With drinks in hand, Mr. Johnson and his friends proceeded to a book store a short distance away. It was only later that Mr. Johnson made a disturbing discovery: in the space on the receipt attached to the plastic cup where the customer’s name is printed was the word “ISIS”. [photo below]
Was this an innocent mistake, or a sick joke associating Mr. Johnson and his friends, who were wearing traditional Muslim clothing, with the extremist group responsible for tens of thousands of deaths in Iraq and Syria, thus perpetuating the lie that Muslims are uniquely prone to violent behavior and terrorism?
Mr.

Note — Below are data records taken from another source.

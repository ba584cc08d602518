//! Regression tree used as the weak learner inside the boosted ensemble

use serde::{Deserialize, Serialize};

/// Tree growth limits
#[derive(Debug, Clone, Serialize, Deserialize)]
pub struct TreeParams {
    /// Maximum depth of the tree
    pub max_depth: usize,
    /// Minimum samples required to split a node
    pub min_samples_split: usize,
    /// Minimum samples in a leaf node
    pub min_samples_leaf: usize,
}

impl Default for TreeParams {
    fn default() -> Self {
        Self {
            max_depth: 3,
            min_samples_split: 2,
            min_samples_leaf: 1,
        }
    }
}

/// Tree node
#[derive(Debug, Clone, Serialize, Deserialize)]
pub struct TreeNode {
    /// Feature index for split (None for leaves)
    pub feature_idx: Option<usize>,
    /// Threshold for split
    pub threshold: Option<f64>,
    /// Mean target value of the samples in this node
    pub value: f64,
    /// Left child (feature value <= threshold)
    pub left: Option<Box<TreeNode>>,
    /// Right child
    pub right: Option<Box<TreeNode>>,
}

impl TreeNode {
    fn leaf(value: f64) -> Self {
        Self {
            feature_idx: None,
            threshold: None,
            value,
            left: None,
            right: None,
        }
    }

    pub fn is_leaf(&self) -> bool {
        self.left.is_none() && self.right.is_none()
    }
}

/// Depth-limited regression tree with variance-reduction splits.
///
/// Split search sorts each feature once per node and walks candidate
/// thresholds with prefix sums, so a node costs O(features * n log n).
#[derive(Debug, Clone, Serialize, Deserialize)]
pub struct RegressionTree {
    params: TreeParams,
    root: Option<TreeNode>,
    importances: Vec<f64>,
}

const MIN_GAIN: f64 = 1e-12;

impl RegressionTree {
    pub fn new(params: TreeParams) -> Self {
        Self {
            params,
            root: None,
            importances: Vec::new(),
        }
    }

    /// Fit the tree to `targets` over the rows selected by `indices`.
    pub fn fit(&mut self, x: &[Vec<f64>], targets: &[f64], indices: &[usize]) {
        if indices.is_empty() || x.is_empty() {
            self.root = None;
            return;
        }

        let n_features = x[0].len();
        self.importances = vec![0.0; n_features];
        self.root = Some(self.build_node(x, targets, indices.to_vec(), 0));
    }

    fn build_node(
        &mut self,
        x: &[Vec<f64>],
        targets: &[f64],
        indices: Vec<usize>,
        depth: usize,
    ) -> TreeNode {
        let n = indices.len();
        let sum: f64 = indices.iter().map(|&i| targets[i]).sum();
        let mean = sum / n as f64;
        let sse: f64 = indices.iter().map(|&i| (targets[i] - mean).powi(2)).sum();

        if depth >= self.params.max_depth || n < self.params.min_samples_split || sse < MIN_GAIN {
            return TreeNode::leaf(mean);
        }

        let Some((feature_idx, threshold, gain)) = self.best_split(x, targets, &indices, sse)
        else {
            return TreeNode::leaf(mean);
        };

        self.importances[feature_idx] += gain;

        let (left_idx, right_idx): (Vec<usize>, Vec<usize>) = indices
            .into_iter()
            .partition(|&i| x[i][feature_idx] <= threshold);

        let left = self.build_node(x, targets, left_idx, depth + 1);
        let right = self.build_node(x, targets, right_idx, depth + 1);

        TreeNode {
            feature_idx: Some(feature_idx),
            threshold: Some(threshold),
            value: mean,
            left: Some(Box::new(left)),
            right: Some(Box::new(right)),
        }
    }

    /// Best (feature, threshold, gain) by sum-of-squared-error reduction, or
    /// None when no split beats the parent.
    fn best_split(
        &self,
        x: &[Vec<f64>],
        targets: &[f64],
        indices: &[usize],
        parent_sse: f64,
    ) -> Option<(usize, f64, f64)> {
        let n = indices.len();
        let n_features = x[0].len();
        let min_leaf = self.params.min_samples_leaf.max(1);

        let mut best: Option<(usize, f64, f64)> = None;

        for feature_idx in 0..n_features {
            let mut ordered: Vec<(f64, f64)> = indices
                .iter()
                .map(|&i| (x[i][feature_idx], targets[i]))
                .collect();
            ordered.sort_by(|a, b| a.0.partial_cmp(&b.0).unwrap_or(std::cmp::Ordering::Equal));

            let total_sum: f64 = ordered.iter().map(|(_, t)| t).sum();
            let total_sq: f64 = ordered.iter().map(|(_, t)| t * t).sum();

            let mut left_sum = 0.0;
            let mut left_sq = 0.0;

            for k in 1..n {
                let (value, target) = ordered[k - 1];
                left_sum += target;
                left_sq += target * target;

                // no threshold separates equal feature values
                if value == ordered[k].0 {
                    continue;
                }
                if k < min_leaf || n - k < min_leaf {
                    continue;
                }

                let left_n = k as f64;
                let right_n = (n - k) as f64;
                let left_sse = left_sq - left_sum * left_sum / left_n;
                let right_sum = total_sum - left_sum;
                let right_sse = (total_sq - left_sq) - right_sum * right_sum / right_n;

                let gain = parent_sse - left_sse - right_sse;
                if gain > MIN_GAIN && best.map_or(true, |(_, _, g)| gain > g) {
                    let threshold = (value + ordered[k].0) / 2.0;
                    best = Some((feature_idx, threshold, gain));
                }
            }
        }

        best
    }

    /// Predict the target for a single feature row.
    pub fn predict_one(&self, row: &[f64]) -> f64 {
        let Some(root) = &self.root else {
            return 0.0;
        };

        let mut node = root;
        while !node.is_leaf() {
            let feature_idx = match node.feature_idx {
                Some(idx) => idx,
                None => break,
            };
            let threshold = node.threshold.unwrap_or(0.0);

            node = if row[feature_idx] <= threshold {
                match &node.left {
                    Some(child) => child,
                    None => break,
                }
            } else {
                match &node.right {
                    Some(child) => child,
                    None => break,
                }
            };
        }

        node.value
    }

    /// Accumulated split gains per feature, in column order. Unnormalized.
    pub fn importances(&self) -> &[f64] {
        &self.importances
    }

    pub fn is_fitted(&self) -> bool {
        self.root.is_some()
    }
}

Johnson’s wife posted the photo of the offending label on Facebook and Mr. Johnson himself wrote to Starbuck Customer Relations about the bigoted incident, but never received a reply. While Starbucks engaged with Mr. Johnson’s wife on her Facebook thread, the couple received no further follow-up from the corporate headquarters or the branch in Chestnut Hill.
CAIR-Philadelphia, the local chapter of the country’s preeminent Muslim civil rights and advocacy organization, with 35 affiliates nationwide, finds Starbucks’ behavior in this incident exceedingly deficient. After the incident in 2018 when two African American men were arrested in another Philadelphia Starbucks, one would have expected a greater commitment to religious and racial diversity from Starbucks staff. Instead, we get bigoted slurs against the religion of 1.62 billion people, and the fastest growing religion in the United States.
In a letter to Starbucks’ Corporate HQ, Timothy Welbeck, CAIR-Philadelphia Staff Attorney who is representing Mr. Johnson, wrote:
“Mr. Aziz has the constitutional right and privilege to wear traditional Muslim garb in compliance with the dictates of his Islamic faith without harassment or fear of retribution, or further bigoted behavior. Mr. Aziz’s mode of dress is a sacred spiritual activity for those who practice Islam and is clearly established in the Qur’an as an act of worship (See Qur’an 7:26; Qur’an 33:59; Qur’an 24:31). As such, it is a constitutionally protected right for Mr. Aziz, one for which your company should openly respect.”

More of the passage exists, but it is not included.